## [Records shown]
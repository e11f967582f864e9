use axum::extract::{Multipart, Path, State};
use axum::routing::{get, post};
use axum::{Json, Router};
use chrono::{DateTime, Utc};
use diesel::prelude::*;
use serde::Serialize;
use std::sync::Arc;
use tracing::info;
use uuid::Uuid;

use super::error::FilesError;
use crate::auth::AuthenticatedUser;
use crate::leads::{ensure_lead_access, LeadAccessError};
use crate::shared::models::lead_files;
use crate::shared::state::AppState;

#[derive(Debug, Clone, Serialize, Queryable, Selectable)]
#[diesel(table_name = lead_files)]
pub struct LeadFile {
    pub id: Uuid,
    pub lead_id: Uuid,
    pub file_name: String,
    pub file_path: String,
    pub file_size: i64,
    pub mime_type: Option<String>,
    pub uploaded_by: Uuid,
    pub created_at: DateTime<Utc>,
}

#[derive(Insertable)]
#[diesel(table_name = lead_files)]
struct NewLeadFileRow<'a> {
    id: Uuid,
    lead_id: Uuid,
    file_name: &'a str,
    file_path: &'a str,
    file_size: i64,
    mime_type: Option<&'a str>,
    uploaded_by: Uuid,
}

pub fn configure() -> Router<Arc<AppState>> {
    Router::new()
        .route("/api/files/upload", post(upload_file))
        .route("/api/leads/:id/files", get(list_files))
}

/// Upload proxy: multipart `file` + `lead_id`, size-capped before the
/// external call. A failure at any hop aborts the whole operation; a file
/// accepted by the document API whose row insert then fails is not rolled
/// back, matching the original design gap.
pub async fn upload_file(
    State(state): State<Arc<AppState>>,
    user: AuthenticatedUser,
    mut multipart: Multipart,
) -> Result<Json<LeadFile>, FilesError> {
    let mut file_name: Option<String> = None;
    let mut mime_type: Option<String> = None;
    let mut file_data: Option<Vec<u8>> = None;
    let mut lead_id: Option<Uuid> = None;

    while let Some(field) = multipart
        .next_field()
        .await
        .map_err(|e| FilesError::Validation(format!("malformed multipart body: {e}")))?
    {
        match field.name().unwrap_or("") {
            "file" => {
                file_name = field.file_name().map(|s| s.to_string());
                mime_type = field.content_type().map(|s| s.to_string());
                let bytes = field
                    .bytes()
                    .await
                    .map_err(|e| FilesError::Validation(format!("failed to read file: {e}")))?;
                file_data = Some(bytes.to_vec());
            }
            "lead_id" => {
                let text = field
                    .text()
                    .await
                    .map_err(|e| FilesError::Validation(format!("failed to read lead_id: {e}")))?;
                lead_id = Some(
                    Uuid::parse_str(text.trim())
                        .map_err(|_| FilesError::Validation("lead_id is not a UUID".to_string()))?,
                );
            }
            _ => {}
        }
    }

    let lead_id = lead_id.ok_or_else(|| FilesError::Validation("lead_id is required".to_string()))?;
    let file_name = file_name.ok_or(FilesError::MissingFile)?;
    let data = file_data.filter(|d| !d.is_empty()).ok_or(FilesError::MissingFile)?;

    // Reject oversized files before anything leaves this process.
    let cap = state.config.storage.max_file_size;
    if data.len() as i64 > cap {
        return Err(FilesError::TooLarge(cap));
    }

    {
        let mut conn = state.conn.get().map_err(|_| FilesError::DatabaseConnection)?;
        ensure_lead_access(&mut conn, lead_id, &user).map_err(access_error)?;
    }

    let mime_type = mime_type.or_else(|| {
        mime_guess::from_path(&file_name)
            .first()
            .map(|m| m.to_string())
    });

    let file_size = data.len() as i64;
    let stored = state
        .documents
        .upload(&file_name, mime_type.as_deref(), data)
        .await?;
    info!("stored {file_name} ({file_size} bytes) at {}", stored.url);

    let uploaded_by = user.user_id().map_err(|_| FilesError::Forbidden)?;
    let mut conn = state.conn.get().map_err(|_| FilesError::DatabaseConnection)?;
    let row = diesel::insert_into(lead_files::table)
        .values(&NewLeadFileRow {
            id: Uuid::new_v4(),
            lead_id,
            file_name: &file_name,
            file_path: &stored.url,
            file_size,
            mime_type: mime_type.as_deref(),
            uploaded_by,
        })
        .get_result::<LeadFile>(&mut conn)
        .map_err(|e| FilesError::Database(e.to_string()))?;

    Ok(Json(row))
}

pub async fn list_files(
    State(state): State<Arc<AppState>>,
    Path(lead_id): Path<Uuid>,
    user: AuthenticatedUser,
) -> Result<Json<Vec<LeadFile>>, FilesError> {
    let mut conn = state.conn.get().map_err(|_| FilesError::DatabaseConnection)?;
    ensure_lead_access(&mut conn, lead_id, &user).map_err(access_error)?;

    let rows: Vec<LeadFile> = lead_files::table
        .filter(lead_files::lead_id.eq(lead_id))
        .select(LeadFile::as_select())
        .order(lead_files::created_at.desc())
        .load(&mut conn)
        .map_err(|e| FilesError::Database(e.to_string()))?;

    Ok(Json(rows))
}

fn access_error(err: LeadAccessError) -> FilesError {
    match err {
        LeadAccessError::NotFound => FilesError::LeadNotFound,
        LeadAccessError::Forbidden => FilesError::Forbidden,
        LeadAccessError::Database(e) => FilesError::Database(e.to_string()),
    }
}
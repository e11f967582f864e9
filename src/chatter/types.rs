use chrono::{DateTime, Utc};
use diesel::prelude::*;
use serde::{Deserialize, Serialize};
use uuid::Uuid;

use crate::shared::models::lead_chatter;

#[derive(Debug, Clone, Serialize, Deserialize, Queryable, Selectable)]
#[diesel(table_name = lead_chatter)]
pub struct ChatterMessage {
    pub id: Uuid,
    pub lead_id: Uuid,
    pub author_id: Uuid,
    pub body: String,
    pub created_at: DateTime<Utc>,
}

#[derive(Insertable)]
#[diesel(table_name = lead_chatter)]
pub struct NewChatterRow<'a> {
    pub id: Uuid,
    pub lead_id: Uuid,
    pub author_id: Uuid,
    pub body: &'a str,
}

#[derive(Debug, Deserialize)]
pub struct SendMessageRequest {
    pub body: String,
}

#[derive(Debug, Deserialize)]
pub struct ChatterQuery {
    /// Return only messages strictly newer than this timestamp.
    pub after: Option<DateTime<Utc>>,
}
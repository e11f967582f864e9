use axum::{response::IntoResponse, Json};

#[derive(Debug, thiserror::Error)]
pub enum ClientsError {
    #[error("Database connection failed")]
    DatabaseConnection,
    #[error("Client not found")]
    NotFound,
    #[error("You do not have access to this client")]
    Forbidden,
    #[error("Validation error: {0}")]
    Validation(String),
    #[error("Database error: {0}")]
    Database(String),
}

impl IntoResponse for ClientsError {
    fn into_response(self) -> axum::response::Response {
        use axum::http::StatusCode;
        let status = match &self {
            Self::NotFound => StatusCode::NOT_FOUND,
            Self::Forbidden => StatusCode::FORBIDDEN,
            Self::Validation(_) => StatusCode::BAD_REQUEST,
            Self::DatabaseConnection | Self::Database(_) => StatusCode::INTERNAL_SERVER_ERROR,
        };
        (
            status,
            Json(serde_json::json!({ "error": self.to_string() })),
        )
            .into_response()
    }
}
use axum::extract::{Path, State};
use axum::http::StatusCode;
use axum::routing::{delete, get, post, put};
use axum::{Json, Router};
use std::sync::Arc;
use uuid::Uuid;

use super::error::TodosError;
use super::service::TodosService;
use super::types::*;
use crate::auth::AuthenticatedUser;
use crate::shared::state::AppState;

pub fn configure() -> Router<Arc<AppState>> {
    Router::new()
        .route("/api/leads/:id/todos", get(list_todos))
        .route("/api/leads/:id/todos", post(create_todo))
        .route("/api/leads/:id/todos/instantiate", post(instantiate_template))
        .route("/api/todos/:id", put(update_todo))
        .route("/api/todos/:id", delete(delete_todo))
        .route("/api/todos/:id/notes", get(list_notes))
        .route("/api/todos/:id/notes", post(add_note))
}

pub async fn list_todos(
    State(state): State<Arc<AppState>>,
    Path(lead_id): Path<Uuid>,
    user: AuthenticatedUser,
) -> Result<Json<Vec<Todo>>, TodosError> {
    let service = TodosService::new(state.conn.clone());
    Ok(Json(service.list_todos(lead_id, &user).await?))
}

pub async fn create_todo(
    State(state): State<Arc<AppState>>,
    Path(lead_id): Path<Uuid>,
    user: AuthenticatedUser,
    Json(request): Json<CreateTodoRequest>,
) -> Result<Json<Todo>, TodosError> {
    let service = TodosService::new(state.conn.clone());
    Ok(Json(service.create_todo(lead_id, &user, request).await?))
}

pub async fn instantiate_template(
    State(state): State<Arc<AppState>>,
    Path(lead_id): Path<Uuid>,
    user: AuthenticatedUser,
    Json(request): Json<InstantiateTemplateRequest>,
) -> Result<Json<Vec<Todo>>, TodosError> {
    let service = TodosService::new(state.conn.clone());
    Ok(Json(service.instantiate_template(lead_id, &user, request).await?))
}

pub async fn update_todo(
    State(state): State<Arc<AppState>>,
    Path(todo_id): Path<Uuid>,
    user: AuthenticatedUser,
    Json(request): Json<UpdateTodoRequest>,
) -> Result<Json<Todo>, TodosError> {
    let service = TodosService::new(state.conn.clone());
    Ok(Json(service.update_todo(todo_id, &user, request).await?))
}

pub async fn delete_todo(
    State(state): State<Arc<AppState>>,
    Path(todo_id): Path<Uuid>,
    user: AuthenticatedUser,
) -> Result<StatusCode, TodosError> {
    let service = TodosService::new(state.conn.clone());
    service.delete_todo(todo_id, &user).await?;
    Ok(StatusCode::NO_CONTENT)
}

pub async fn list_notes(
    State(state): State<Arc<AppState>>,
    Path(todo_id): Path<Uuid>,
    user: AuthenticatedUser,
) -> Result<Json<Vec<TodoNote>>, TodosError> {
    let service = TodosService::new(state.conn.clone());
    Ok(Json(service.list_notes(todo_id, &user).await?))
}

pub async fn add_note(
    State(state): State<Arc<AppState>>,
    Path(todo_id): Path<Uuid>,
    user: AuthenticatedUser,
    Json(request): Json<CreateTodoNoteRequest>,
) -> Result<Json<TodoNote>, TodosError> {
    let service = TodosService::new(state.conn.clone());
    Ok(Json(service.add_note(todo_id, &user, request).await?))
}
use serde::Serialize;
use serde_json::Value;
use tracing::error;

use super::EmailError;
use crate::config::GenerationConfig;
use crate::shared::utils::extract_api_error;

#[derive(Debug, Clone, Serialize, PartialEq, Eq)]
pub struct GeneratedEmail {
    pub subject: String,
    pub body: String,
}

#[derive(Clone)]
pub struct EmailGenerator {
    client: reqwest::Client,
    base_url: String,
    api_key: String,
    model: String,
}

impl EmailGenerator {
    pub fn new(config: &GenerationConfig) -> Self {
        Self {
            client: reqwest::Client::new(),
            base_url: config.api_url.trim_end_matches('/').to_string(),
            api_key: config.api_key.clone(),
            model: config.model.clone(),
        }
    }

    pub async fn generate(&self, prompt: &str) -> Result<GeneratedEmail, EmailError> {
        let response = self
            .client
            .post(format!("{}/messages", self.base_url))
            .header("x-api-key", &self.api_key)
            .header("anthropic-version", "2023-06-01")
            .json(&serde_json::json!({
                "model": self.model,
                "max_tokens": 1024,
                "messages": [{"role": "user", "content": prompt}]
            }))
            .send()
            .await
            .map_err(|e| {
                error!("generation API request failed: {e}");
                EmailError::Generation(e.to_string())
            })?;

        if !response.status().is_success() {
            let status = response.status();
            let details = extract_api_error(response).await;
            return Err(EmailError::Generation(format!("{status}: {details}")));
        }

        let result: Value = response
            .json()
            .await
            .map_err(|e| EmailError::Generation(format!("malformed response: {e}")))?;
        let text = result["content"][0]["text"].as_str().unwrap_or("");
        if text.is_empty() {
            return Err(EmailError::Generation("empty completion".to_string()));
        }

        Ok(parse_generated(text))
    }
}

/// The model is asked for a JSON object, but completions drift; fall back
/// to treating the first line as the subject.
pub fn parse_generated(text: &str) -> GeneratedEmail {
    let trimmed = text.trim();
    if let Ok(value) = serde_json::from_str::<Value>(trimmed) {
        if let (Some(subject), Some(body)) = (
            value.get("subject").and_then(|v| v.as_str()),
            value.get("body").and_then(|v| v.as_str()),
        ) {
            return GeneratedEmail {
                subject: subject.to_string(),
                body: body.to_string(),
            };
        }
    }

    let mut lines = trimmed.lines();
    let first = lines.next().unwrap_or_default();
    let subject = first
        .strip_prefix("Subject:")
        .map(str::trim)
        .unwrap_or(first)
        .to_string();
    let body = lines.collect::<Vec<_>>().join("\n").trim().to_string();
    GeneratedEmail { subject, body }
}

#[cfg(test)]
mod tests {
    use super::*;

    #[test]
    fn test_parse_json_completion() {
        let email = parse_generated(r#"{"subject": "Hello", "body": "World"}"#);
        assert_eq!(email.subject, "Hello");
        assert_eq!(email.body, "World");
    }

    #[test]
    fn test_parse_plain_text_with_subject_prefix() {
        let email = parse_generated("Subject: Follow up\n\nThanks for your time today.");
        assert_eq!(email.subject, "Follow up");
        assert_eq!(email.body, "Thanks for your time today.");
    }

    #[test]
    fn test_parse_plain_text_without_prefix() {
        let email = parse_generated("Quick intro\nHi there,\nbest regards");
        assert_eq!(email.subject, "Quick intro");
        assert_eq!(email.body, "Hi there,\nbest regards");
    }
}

## [Task instructions]
Please print, exactly and with nothing else, the lines from the first line of the entries through the line containing "is not rolled".

## [Output for this task]
repository e11f967582f864e9
use axum::extract::{Multipart, Path, State};
use axum::routing::{get, post};
use axum::{Json, Router};
use chrono::{DateTime, Utc};
use diesel::prelude::*;
use serde::Serialize;
use std::sync::Arc;
use tracing::info;
use uuid::Uuid;

use super::error::FilesError;
use crate::auth::AuthenticatedUser;
use crate::leads::{ensure_lead_access, LeadAccessError};
use crate::shared::models::lead_files;
use crate::shared::state::AppState;

#[derive(Debug, Clone, Serialize, Queryable, Selectable)]
#[diesel(table_name = lead_files)]
pub struct LeadFile {
    pub id: Uuid,
    pub lead_id: Uuid,
    pub file_name: String,
    pub file_path: String,
    pub file_size: i64,
    pub mime_type: Option<String>,
    pub uploaded_by: Uuid,
    pub created_at: DateTime<Utc>,
}

#[derive(Insertable)]
#[diesel(table_name = lead_files)]
struct NewLeadFileRow<'a> {
    id: Uuid,
    lead_id: Uuid,
    file_name: &'a str,
    file_path: &'a str,
    file_size: i64,
    mime_type: Option<&'a str>,
    uploaded_by: Uuid,
}

pub fn configure() -> Router<Arc<AppState>> {
    Router::new()
        .route("/api/files/upload", post(upload_file))
        .route("/api/leads/:id/files", get(list_files))
}

/// Upload proxy: multipart `file` + `lead_id`, size-capped before the
/// external call. A failure at any hop aborts the whole operation; a file
/// accepted by the document API whose row insert then fails is not rolled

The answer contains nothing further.